Methods: This observational population-based cohort study (EUPAS9200) conducted in five data sources (three in the UK, one in Sweden, and one in Germany [which was subsequently excluded from the pooled analyses]) aimed to estimate the pooled adjusted incidence rate ratio for major adverse cardiovascular events (defined as hospitalization for non-fatal acute myocardial infarction or stroke, and in-hospital cardiovascular death) in adult initiators of prucalopride compared with initiators of polyethylene glycol 3350 (PEG) following a common protocol. Standardized incidence rates and incidence rate ratios of major adverse cardiovascular events were derived using propensity score stratification. Sensitivity analyses explored the impact of exposure definition, outcome categories, interim cancer, and unmeasured confounding.
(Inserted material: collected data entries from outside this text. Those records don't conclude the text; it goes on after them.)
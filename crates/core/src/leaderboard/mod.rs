//! Leaderboard module - on-demand ranking over the point ledger.

mod leaderboard_model;
mod leaderboard_service;
mod leaderboard_traits;


pub use leaderboard_model::{
    Leaderboard, LeaderboardEntry, LeaderboardScope, RegionScope, TimeWindow,
};
pub use leaderboard_service::LeaderboardService;
pub use leaderboard_traits::{LeaderboardServiceTrait, RegionDirectoryTrait};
Results: The pooled analyses included 5715 initiators of prucalopride and 29,372 initiators of PEG. Average duration of use was 175 days for prucalopride and 82 days for PEG. The pooled standardized incidence rate per 1000 person-years (95% confidence interval) of major adverse cardiovascular events was 6.57 (3.90-10.39) for patients initiating prucalopride and 10.24 (6.97-14.13) for PEG. The pooled adjusted incidence rate ratio for major adverse cardiovascular events was 0.64 (95% confidence interval 0.36-1.14). Results remained consistent in various sensitivity analyses.
Conclusions: The pooled incidence rate ratio estimate was consistent with no indication of an increased risk above the pre-specified safety threshold of 3.00 for major adverse cardiovascular events in patients with chronic constipation using prucalopride as compared with PEG.